#### DATA PROVIDED

//! Citation aggregation.
//!
//! Scans a chapter line by line, tracks the most recent `\label{...}` and
//! collects every `\scncite{...}` outside the bibliography-link relation list
//! into an insertion-ordered [`Aggregation`].

use std::collections::HashMap;
use std::fs::File;
use std::io::{BufRead, BufReader};
use std::path::{Path, PathBuf};

use thiserror::Error;
use tracing::debug;

use crate::markup;
use crate::template::Template;

/// Relation whose lists are skipped while scanning: those citations are
/// already indexed in the chapter's back matter.
pub const BIBLIO_LINK_RELATION: &str = "библиографическая ссылка";

/// Substring that marks a label as anchoring a chapter.
pub const CHAPTER_MARKER: &str = "chapter";

/// Errors that can occur while scanning a source file.
#[derive(Error, Debug)]
pub enum ScanError {
    #[error("failed to read '{}': {source}", .path.display())]
    Read {
        path: PathBuf,
        #[source]
        source: std::io::Error,
    },

    #[error("failed to read line {line}: {source}")]
    Line {
        line: usize,
        #[source]
        source: std::io::Error,
    },
}

/// Scan settings.
#[derive(Debug, Clone)]
pub struct ScanOptions {
    /// Substring that makes a label chapter-level.
    pub chapter_marker: String,
    /// Relation of the list whose citations are not aggregated.
    pub excluded_relation: String,
    /// Templates for flat entries and reference lines.
    pub template: Template,
}

impl Default for ScanOptions {
    fn default() -> Self {
        Self {
            chapter_marker: CHAPTER_MARKER.to_string(),
            excluded_relation: BIBLIO_LINK_RELATION.to_string(),
            template: Template::default(),
        }
    }
}

/// One citation marker found outside an excluded block.
#[derive(Debug, Clone, PartialEq)]
pub struct CitationOccurrence {
    /// The citation key (e.g., "smith2020")
    pub key: String,
    /// The label active when the marker was read; empty before the first label
    pub label: String,
    /// Whether the label anchors a chapter
    pub chapter: bool,
}

/// All reference lines collected for one citation key.
#[derive(Debug, Clone, PartialEq)]
pub struct BibEntry {
    pub key: String,
    /// Unique rendered reference lines, in order of first appearance
    pub references: Vec<String>,
}

/// Result of a full scan.
///
/// Keys and their reference lines keep the order in which they were first
/// seen. Flat entries are deduplicated by their rendered text.
#[derive(Debug, Clone, Default)]
pub struct Aggregation {
    flat: Vec<String>,
    entries: Vec<BibEntry>,
    positions: HashMap<String, usize>,
}

impl Aggregation {
    /// Records one occurrence, rendering its lines with `template`.
    pub fn record(&mut self, occurrence: &CitationOccurrence, template: &Template) {
        let flat = template.flat_entry(&occurrence.key);
        if !self.flat.contains(&flat) {
            self.flat.push(flat);
        }

        let reference = template.reference_line(&occurrence.label, occurrence.chapter);
        match self.positions.get(&occurrence.key) {
            Some(&index) => {
                let entry = &mut self.entries[index];
                if !entry.references.contains(&reference) {
                    entry.references.push(reference);
                }
            }
            None => {
                self.positions
                    .insert(occurrence.key.clone(), self.entries.len());
                self.entries.push(BibEntry {
                    key: occurrence.key.clone(),
                    references: vec![reference],
                });
            }
        }
    }

    /// Rendered flat-list entries, one per distinct key.
    pub fn flat_citations(&self) -> &[String] {
        &self.flat
    }

    /// Bibliography entries in order of first appearance.
    pub fn entries(&self) -> &[BibEntry] {
        &self.entries
    }

    /// Looks up the entry of a key.
    pub fn entry(&self, key: &str) -> Option<&BibEntry> {
        self.positions.get(key).map(|&index| &self.entries[index])
    }

    /// True when at least one citation was recorded.
    pub fn has_citations(&self) -> bool {
        !self.flat.is_empty()
    }
}

/// Scans a reader line by line and aggregates its citations.
///
/// A line opening the excluded relation list switches skipping on, unless
/// the same line also closes a list; while skipping, a line closing any
/// relation list switches it off. Marker lines and skipped lines contribute
/// neither labels nor citations. Nested lists are not tracked.
pub fn aggregate<R: BufRead>(reader: R, options: &ScanOptions) -> Result<Aggregation, ScanError> {
    let mut aggregation = Aggregation::default();
    let mut current_label = String::new();
    let mut excluded = false;

    for (number, line) in reader.lines().enumerate() {
        let line = line.map_err(|source| ScanError::Line {
            line: number + 1,
            source,
        })?;

        if markup::opens_list(&line, &options.excluded_relation) {
            // A list opened and closed on one line leaves skipping off.
            excluded = !markup::closes_list(&line);
            debug!(line = number + 1, excluded, "entering excluded list");
            continue;
        }
        if excluded {
            if markup::closes_list(&line) {
                debug!(line = number + 1, "leaving excluded list");
                excluded = false;
            }
            continue;
        }

        if let Some(label) = markup::label(&line) {
            debug!(line = number + 1, label, "label");
            current_label = label.to_string();
        }

        let chapter = current_label.contains(options.chapter_marker.as_str());
        for key in markup::citation_keys(&line) {
            let occurrence = CitationOccurrence {
                key: key.to_string(),
                label: current_label.clone(),
                chapter,
            };
            aggregation.record(&occurrence, &options.template);
        }
    }

    Ok(aggregation)
}

/// Scans a file from disk.
pub fn aggregate_file(path: &Path, options: &ScanOptions) -> Result<Aggregation, ScanError> {
    let file = File::open(path).map_err(|source| ScanError::Read {
        path: path.to_path_buf(),
        source,
    })?;
    aggregate(BufReader::new(file), options)
}

/// Scans in-memory text.
pub fn aggregate_str(text: &str, options: &ScanOptions) -> Aggregation {
    // Reading from a byte slice of valid UTF-8 cannot fail.
    aggregate(text.as_bytes(), options).unwrap_or_default()
}

#[cfg(test)]
mod tests {
    use super::*;

    fn scan(text: &str) -> Aggregation {
        aggregate_str(text, &ScanOptions::default())
    }

    #[test]
    fn test_empty_text() {
        let agg = scan("");
        assert!(!agg.has_citations());
        assert!(agg.flat_citations().is_empty());
        assert!(agg.entries().is_empty());
    }

    #[test]
    fn test_no_citations() {
        let agg = scan("\\label{chapter_intro}\nПросто текст.\n");
        assert!(!agg.has_citations());
    }

    #[test]
    fn test_same_key_twice_on_one_line() {
        // Given: a line citing the same key twice
        let text = "\\label{sec_a}\nSee \\scncite{k1} and \\scncite{k1}.\n";

        // When: we aggregate
        let agg = scan(text);

        // Then: one flat entry and one reference line
        assert_eq!(agg.flat_citations(), &[r"\scnitem{\scncite{k1}}".to_string()]);
        assert_eq!(agg.entry("k1").unwrap().references.len(), 1);
    }

    #[test]
    fn test_chapter_label_gets_qualifier() {
        let agg = scan("\\label{chapter_intro}\n\\scncite{a}\n");
        assert_eq!(
            agg.entry("a").unwrap().references,
            vec![r"\scnitem{Глава~\ref{chapter_intro}}".to_string()]
        );
    }

    #[test]
    fn test_section_label_has_no_qualifier() {
        let agg = scan("\\label{sec_methods}\n\\scncite{a}\n");
        assert_eq!(
            agg.entry("a").unwrap().references,
            vec![r"\scnitem{\ref{sec_methods}}".to_string()]
        );
    }

    #[test]
    fn test_citation_before_any_label_has_empty_reference() {
        let agg = scan("\\scncite{early}\n");
        assert_eq!(
            agg.entry("early").unwrap().references,
            vec![r"\scnitem{\ref{}}".to_string()]
        );
    }

    #[test]
    fn test_label_and_citation_on_same_line() {
        // Given: a label declared on the line of the citation
        let agg = scan("\\label{sec_old}\n\\label{sec_new} \\scncite{a}\n");

        // Then: the citation uses the new label
        assert_eq!(
            agg.entry("a").unwrap().references,
            vec![r"\scnitem{\ref{sec_new}}".to_string()]
        );
    }

    #[test]
    fn test_label_persists_across_lines() {
        let agg = scan("\\label{sec_a}\nline\nmore\n\\scncite{a}\n");
        assert_eq!(agg.entry("a").unwrap().references[0], r"\scnitem{\ref{sec_a}}");
    }

    #[test]
    fn test_two_labels_give_two_references_in_order() {
        // Given: one key cited under two labels and again under the first
        let text = "\\label{sec_b}\n\\scncite{k}\n\\label{sec_a}\n\\scncite{k}\n\\label{sec_b}\n\\scncite{k}\n";

        // When: we aggregate
        let agg = scan(text);

        // Then: two distinct references in first-appearance order
        assert_eq!(
            agg.entry("k").unwrap().references,
            vec![
                r"\scnitem{\ref{sec_b}}".to_string(),
                r"\scnitem{\ref{sec_a}}".to_string(),
            ]
        );
    }

    #[test]
    fn test_reference_dedup_is_per_key() {
        // Given: two keys under the same label
        let agg = scan("\\label{sec_a}\n\\scncite{x} \\scncite{y}\n");

        // Then: each key gets its own copy of the reference line
        assert_eq!(agg.entry("x").unwrap().references.len(), 1);
        assert_eq!(agg.entry("y").unwrap().references.len(), 1);
    }

    #[test]
    fn test_entries_keep_first_appearance_order() {
        let agg = scan("\\scncite{z}\n\\scncite{a} \\scncite{m}\n\\scncite{a}\n");
        let keys: Vec<&str> = agg.entries().iter().map(|e| e.key.as_str()).collect();
        assert_eq!(keys, vec!["z", "a", "m"]);
    }

    #[test]
    fn test_excluded_list_is_skipped() {
        // Given: citations inside the bibliography-link list
        let text = "\\label{sec_a}\n\
                    \\scncite{used}\n\
                    \\begin{scnrelfromlist}{библиографическая ссылка}\n\
                    \\scnitem{\\scncite{listed}}\n\
                    \\end{scnrelfromlist}\n\
                    \\scncite{after}\n";

        // When: we aggregate
        let agg = scan(text);

        // Then: the listed key appears nowhere
        assert!(agg.entry("listed").is_none());
        assert_eq!(agg.flat_citations().len(), 2);
        assert!(agg.entry("after").is_some());
    }

    #[test]
    fn test_labels_inside_excluded_list_are_ignored() {
        let text = "\\label{sec_a}\n\
                    \\begin{scnrelfromlist}{библиографическая ссылка}\n\
                    \\label{sec_hidden}\n\
                    \\end{scnrelfromlist}\n\
                    \\scncite{k}\n";
        let agg = scan(text);
        assert_eq!(agg.entry("k").unwrap().references[0], r"\scnitem{\ref{sec_a}}");
    }

    #[test]
    fn test_other_relation_lists_are_scanned() {
        let text = "\\begin{scnrelfromlist}{ключевое понятие}\n\
                    \\scnitem{\\scncite{inside}}\n\
                    \\end{scnrelfromlist}\n";
        assert!(scan(text).entry("inside").is_some());
    }

    #[test]
    fn test_nested_list_closes_exclusion_early() {
        // Given: another list nested inside the excluded one
        let text = "\\begin{scnrelfromlist}{библиографическая ссылка}\n\
                    \\begin{scnrelfromlist}{автор}\n\
                    \\end{scnrelfromlist}\n\
                    \\scncite{leaked}\n\
                    \\end{scnrelfromlist}\n";

        // Then: the first end marker already ends the exclusion
        assert!(scan(text).entry("leaked").is_some());
    }

    #[test]
    fn test_one_line_excluded_list_does_not_swallow_rest() {
        // Given: an excluded list opened and closed on a single line
        let text = "\\label{sec_a}\n\
                    \\begin{scnrelfromlist}{библиографическая ссылка}\\scnitem{\\scncite{listed}}\\end{scnrelfromlist}\n\
                    Body \\scncite{after}.\n";

        // When: we aggregate
        let agg = scan(text);

        // Then: the listed key is skipped, the following citation is kept
        assert!(agg.entry("listed").is_none());
        assert_eq!(agg.flat_citations(), &[r"\scnitem{\scncite{after}}".to_string()]);
        assert_eq!(agg.entry("after").unwrap().references[0], r"\scnitem{\ref{sec_a}}");
    }

    #[test]
    fn test_citation_on_begin_line_is_skipped() {
        let text = "\\begin{scnrelfromlist}{библиографическая ссылка} \\scncite{on_begin}\n\
                    \\end{scnrelfromlist}\n\
                    \\scncite{after}\n";
        let agg = scan(text);
        assert!(agg.entry("on_begin").is_none());
        assert!(agg.entry("after").is_some());
    }

    #[test]
    fn test_citation_and_label_on_end_line_are_skipped() {
        // Given: a citation and a label sharing the line of the end marker
        let text = "\\label{sec_a}\n\
                    \\begin{scnrelfromlist}{библиографическая ссылка}\n\
                    \\scncite{on_end} \\label{sec_end}\\end{scnrelfromlist}\n\
                    \\scncite{after}\n";

        // When: we aggregate
        let agg = scan(text);

        // Then: neither is picked up, the earlier label stays active
        assert!(agg.entry("on_end").is_none());
        assert_eq!(agg.entry("after").unwrap().references[0], r"\scnitem{\ref{sec_a}}");
    }

    #[test]
    fn test_doubled_excluded_begin_is_closed_by_first_end() {
        // Given: the excluded list opened twice before being closed
        let text = "\\begin{scnrelfromlist}{библиографическая ссылка}\n\
                    \\begin{scnrelfromlist}{библиографическая ссылка}\n\
                    \\scncite{inner}\n\
                    \\end{scnrelfromlist}\n\
                    \\scncite{between}\n\
                    \\end{scnrelfromlist}\n";

        // When: we aggregate
        let agg = scan(text);

        // Then: the toggle does not count depth
        assert!(agg.entry("inner").is_none());
        assert!(agg.entry("between").is_some());
    }

    #[test]
    fn test_custom_chapter_marker() {
        let options = ScanOptions {
            chapter_marker: "ch_".to_string(),
            ..ScanOptions::default()
        };
        let agg = aggregate_str("\\label{ch_one}\n\\scncite{a}\n", &options);
        assert_eq!(
            agg.entry("a").unwrap().references[0],
            r"\scnitem{Глава~\ref{ch_one}}"
        );
    }

    #[test]
    fn test_aggregate_file_not_found() {
        let result = aggregate_file(
            Path::new("/nonexistent/chapter.tex"),
            &ScanOptions::default(),
        );
        match result {
            Err(ScanError::Read { source, .. }) => {
                assert_eq!(source.kind(), std::io::ErrorKind::NotFound)
            }
            other => panic!("Expected ScanError::Read, got {:?}", other),
        }
    }

    #[test]
    fn test_invalid_utf8_reports_line() {
        let bytes: &[u8] = b"\\scncite{a}\n\xff\xfe\n";
        match aggregate(bytes, &ScanOptions::default()) {
            Err(ScanError::Line { line, .. }) => assert_eq!(line, 2),
            other => panic!("Expected ScanError::Line, got {:?}", other),
        }
    }
}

########

YOUR INSTRUCTIONS
Please show the lines of the material that contain the string "Expected".

ANSWER FOR THIS EXERCISE
            other => panic!("Expected ScanError::Read, got {:?}", other),
            other => panic!("Expected ScanError::Line, got {:?}", other),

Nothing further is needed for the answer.